Assignment: Each record should be returned exactly as it is written.

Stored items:

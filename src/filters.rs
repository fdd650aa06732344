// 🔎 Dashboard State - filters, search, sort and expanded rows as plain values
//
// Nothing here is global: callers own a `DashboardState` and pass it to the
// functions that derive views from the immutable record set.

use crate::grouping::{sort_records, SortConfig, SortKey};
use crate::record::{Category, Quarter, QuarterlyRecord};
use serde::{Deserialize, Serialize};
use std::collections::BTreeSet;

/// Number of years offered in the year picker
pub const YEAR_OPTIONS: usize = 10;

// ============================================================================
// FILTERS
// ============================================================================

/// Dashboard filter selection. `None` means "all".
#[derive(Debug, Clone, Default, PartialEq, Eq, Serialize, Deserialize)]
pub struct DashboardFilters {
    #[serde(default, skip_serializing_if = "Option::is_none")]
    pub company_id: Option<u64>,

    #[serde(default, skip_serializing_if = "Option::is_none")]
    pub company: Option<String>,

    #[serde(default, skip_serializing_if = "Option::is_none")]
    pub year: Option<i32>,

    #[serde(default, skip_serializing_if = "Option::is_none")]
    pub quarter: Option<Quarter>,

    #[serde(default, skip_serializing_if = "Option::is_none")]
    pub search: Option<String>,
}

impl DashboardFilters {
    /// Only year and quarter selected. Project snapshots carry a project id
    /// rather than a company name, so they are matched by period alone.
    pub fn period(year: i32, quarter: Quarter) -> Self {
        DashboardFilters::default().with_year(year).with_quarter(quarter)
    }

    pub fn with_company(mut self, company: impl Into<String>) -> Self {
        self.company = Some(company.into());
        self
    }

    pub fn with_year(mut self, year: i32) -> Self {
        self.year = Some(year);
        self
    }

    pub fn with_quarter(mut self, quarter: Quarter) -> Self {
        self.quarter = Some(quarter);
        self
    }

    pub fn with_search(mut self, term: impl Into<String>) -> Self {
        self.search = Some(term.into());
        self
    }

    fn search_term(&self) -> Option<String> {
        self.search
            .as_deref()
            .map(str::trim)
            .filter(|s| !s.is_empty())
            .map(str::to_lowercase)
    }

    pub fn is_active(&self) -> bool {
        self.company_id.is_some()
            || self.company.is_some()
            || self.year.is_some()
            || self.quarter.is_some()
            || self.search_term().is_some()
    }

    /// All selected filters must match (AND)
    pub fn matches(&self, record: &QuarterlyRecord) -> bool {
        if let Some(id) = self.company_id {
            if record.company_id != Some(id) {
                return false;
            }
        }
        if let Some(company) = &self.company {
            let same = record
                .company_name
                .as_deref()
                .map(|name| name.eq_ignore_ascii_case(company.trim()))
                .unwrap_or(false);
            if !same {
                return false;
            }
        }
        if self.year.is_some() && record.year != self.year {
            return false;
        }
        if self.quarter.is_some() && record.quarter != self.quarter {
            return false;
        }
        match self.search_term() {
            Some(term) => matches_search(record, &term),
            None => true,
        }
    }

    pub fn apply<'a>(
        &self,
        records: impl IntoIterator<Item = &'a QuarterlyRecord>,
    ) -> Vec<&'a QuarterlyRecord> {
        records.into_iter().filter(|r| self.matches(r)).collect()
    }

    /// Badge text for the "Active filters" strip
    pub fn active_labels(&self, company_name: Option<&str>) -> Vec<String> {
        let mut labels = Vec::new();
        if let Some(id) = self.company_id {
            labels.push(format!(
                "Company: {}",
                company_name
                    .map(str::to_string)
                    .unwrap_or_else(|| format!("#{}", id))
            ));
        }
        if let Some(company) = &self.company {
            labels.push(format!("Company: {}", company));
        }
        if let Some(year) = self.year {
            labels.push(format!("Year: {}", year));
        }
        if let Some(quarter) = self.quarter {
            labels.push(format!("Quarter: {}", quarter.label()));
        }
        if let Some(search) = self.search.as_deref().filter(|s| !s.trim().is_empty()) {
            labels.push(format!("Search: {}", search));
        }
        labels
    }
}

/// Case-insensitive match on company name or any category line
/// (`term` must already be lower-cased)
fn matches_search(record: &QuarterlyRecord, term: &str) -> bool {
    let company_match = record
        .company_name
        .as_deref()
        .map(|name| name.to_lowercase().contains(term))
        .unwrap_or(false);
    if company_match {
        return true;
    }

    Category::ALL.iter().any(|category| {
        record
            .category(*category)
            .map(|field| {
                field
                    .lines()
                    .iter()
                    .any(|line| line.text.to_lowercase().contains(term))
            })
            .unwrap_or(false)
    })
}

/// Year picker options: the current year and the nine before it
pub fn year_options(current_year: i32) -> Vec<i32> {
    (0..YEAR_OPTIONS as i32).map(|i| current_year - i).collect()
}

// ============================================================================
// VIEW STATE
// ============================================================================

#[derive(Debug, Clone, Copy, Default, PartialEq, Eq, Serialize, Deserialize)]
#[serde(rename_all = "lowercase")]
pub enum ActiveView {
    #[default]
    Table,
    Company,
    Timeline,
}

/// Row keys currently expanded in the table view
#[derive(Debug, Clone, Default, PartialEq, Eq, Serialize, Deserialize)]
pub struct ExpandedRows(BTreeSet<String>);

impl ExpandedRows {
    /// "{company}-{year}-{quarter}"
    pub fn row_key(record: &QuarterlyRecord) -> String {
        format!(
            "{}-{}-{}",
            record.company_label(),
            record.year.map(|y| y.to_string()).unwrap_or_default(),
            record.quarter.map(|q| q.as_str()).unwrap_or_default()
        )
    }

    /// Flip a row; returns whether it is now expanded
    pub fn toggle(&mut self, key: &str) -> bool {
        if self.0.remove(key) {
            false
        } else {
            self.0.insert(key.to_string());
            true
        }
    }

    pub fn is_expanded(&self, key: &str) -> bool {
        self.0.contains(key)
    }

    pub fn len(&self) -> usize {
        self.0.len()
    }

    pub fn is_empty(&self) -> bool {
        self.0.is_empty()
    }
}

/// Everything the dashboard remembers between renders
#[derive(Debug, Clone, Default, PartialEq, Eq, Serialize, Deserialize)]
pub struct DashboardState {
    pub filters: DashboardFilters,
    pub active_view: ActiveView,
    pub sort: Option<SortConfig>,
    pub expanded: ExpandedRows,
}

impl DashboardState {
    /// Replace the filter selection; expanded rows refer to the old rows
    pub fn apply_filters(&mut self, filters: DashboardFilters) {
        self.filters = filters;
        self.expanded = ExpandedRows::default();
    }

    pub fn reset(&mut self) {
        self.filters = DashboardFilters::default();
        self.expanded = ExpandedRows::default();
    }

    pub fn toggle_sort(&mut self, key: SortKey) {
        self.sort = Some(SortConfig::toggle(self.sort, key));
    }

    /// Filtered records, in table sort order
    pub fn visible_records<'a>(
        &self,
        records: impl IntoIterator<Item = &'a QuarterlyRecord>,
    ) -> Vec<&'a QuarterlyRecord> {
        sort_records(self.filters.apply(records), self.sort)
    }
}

Answer for this exercise:
filename src/filters.rs
repository fdd650aa06732344
// 🔎 Dashboard State - filters, search, sort and expanded rows as plain values
//
// Nothing here is global: callers own a `DashboardState` and pass it to the
// functions that derive views from the immutable record set.

use crate::grouping::{sort_records, SortConfig, SortKey};
use crate::record::{Category, Quarter, QuarterlyRecord};
use serde::{Deserialize, Serialize};
use std::collections::BTreeSet;

/// Number of years offered in the year picker
pub const YEAR_OPTIONS: usize = 10;

// ============================================================================
// FILTERS
// ============================================================================

/// Dashboard filter selection. `None` means "all".
#[derive(Debug, Clone, Default, PartialEq, Eq, Serialize, Deserialize)]
pub struct DashboardFilters {
    #[serde(default, skip_serializing_if = "Option::is_none")]
    pub company_id: Option<u64>,

    #[serde(default, skip_serializing_if = "Option::is_none")]
    pub company: Option<String>,

    #[serde(default, skip_serializing_if = "Option::is_none")]
    pub year: Option<i32>,

    #[serde(default, skip_serializing_if = "Option::is_none")]
    pub quarter: Option<Quarter>,

    #[serde(default, skip_serializing_if = "Option::is_none")]
    pub search: Option<String>,
}

impl DashboardFilters {
    /// Only year and quarter selected. Project snapshots carry a project id
    /// rather than a company name, so they are matched by period alone.
    pub fn period(year: i32, quarter: Quarter) -> Self {
        DashboardFilters::default().with_year(year).with_quarter(quarter)
    }

    pub fn with_company(mut self, company: impl Into<String>) -> Self {
        self.company = Some(company.into());
        self
    }

    pub fn with_year(mut self, year: i32) -> Self {
        self.year = Some(year);
        self
    }

    pub fn with_quarter(mut self, quarter: Quarter) -> Self {
        self.quarter = Some(quarter);
        self
    }

    pub fn with_search(mut self, term: impl Into<String>) -> Self {
        self.search = Some(term.into());
        self
    }

    fn search_term(&self) -> Option<String> {
        self.search
            .as_deref()
            .map(str::trim)
            .filter(|s| !s.is_empty())
            .map(str::to_lowercase)
    }

    pub fn is_active(&self) -> bool {
        self.company_id.is_some()
            || self.company.is_some()
            || self.year.is_some()
            || self.quarter.is_some()
            || self.search_term().is_some()
    }

    /// All selected filters must match (AND)
    pub fn matches(&self, record: &QuarterlyRecord) -> bool {
        if let Some(id) = self.company_id {
            if record.company_id != Some(id) {
                return false;
            }
        }
        if let Some(company) = &self.company {
            let same = record
                .company_name
                .as_deref()
                .map(|name| name.eq_ignore_ascii_case(company.trim()))
                .unwrap_or(false);
            if !same {
                return false;
            }
        }
        if self.year.is_some() && record.year != self.year {
            return false;
        }
        if self.quarter.is_some() && record.quarter != self.quarter {
            return false;
        }
        match self.search_term() {
            Some(term) => matches_search(record, &term),
            None => true,
        }
    }

    pub fn apply<'a>(
        &self,
        records: impl IntoIterator<Item = &'a QuarterlyRecord>,
    ) -> Vec<&'a QuarterlyRecord> {
        records.into_iter().filter(|r| self.matches(r)).collect()
    }

    /// Badge text for the "Active filters" strip
    pub fn active_labels(&self, company_name: Option<&str>) -> Vec<String> {
        let mut labels = Vec::new();
        if let Some(id) = self.company_id {
            labels.push(format!(
                "Company: {}",
                company_name
                    .map(str::to_string)
                    .unwrap_or_else(|| format!("#{}", id))
            ));
        }
        if let Some(company) = &self.company {
            labels.push(format!("Company: {}", company));
        }
        if let Some(year) = self.year {
            labels.push(format!("Year: {}", year));
        }
        if let Some(quarter) = self.quarter {
            labels.push(format!("Quarter: {}", quarter.label()));
        }
        if let Some(search) = self.search.as_deref().filter(|s| !s.trim().is_empty()) {
            labels.push(format!("Search: {}", search));
        }
        labels
    }
}

/// Case-insensitive match on company name or any category line
/// (`term` must already be lower-cased)
fn matches_search(record: &QuarterlyRecord, term: &str) -> bool {
    let company_match = record
        .company_name
        .as_deref()
        .map(|name| name.to_lowercase().contains(term))
        .unwrap_or(false);
    if company_match {
        return true;
    }

    Category::ALL.iter().any(|category| {
        record
            .category(*category)
            .map(|field| {
                field
                    .lines()
                    .iter()
                    .any(|line| line.text.to_lowercase().contains(term))
            })
            .unwrap_or(false)
    })
}

/// Year picker options: the current year and the nine before it
pub fn year_options(current_year: i32) -> Vec<i32> {
    (0..YEAR_OPTIONS as i32).map(|i| current_year - i).collect()
}

// ============================================================================
// VIEW STATE
// ============================================================================

#[derive(Debug, Clone, Copy, Default, PartialEq, Eq, Serialize, Deserialize)]
#[serde(rename_all = "lowercase")]
pub enum ActiveView {
    #[default]
    Table,
    Company,
    Timeline,
}

/// Row keys currently expanded in the table view
#[derive(Debug, Clone, Default, PartialEq, Eq, Serialize, Deserialize)]
pub struct ExpandedRows(BTreeSet<String>);

impl ExpandedRows {
    /// "{company}-{year}-{quarter}"
    pub fn row_key(record: &QuarterlyRecord) -> String {
        format!(
            "{}-{}-{}",
            record.company_label(),
            record.year.map(|y| y.to_string()).unwrap_or_default(),
            record.quarter.map(|q| q.as_str()).unwrap_or_default()
        )
    }

    /// Flip a row; returns whether it is now expanded
    pub fn toggle(&mut self, key: &str) -> bool {
        if self.0.remove(key) {
            false
        } else {
            self.0.insert(key.to_string());
            true
        }
    }

    pub fn is_expanded(&self, key: &str) -> bool {
        self.0.contains(key)
    }

    pub fn len(&self) -> usize {
        self.0.len()
    }

    pub fn is_empty(&self) -> bool {
        self.0.is_empty()
    }
}

/// Everything the dashboard remembers between renders
#[derive(Debug, Clone, Default, PartialEq, Eq, Serialize, Deserialize)]
pub struct DashboardState {
    pub filters: DashboardFilters,
    pub active_view: ActiveView,
    pub sort: Option<SortConfig>,
    pub expanded: ExpandedRows,
}

impl DashboardState {
    /// Replace the filter selection; expanded rows refer to the old rows
    pub fn apply_filters(&mut self, filters: DashboardFilters) {
        self.filters = filters;
        self.expanded = ExpandedRows::default();
    }

    pub fn reset(&mut self) {
        self.filters = DashboardFilters::default();
        self.expanded = ExpandedRows::default();
    }

    pub fn toggle_sort(&mut self, key: SortKey) {
        self.sort = Some(SortConfig::toggle(self.sort, key));
    }

    /// Filtered records, in table sort order
    pub fn visible_records<'a>(
        &self,
        records: impl IntoIterator<Item = &'a QuarterlyRecord>,
    ) -> Vec<&'a QuarterlyRecord> {
        sort_records(self.filters.apply(records), self.sort)
    }
}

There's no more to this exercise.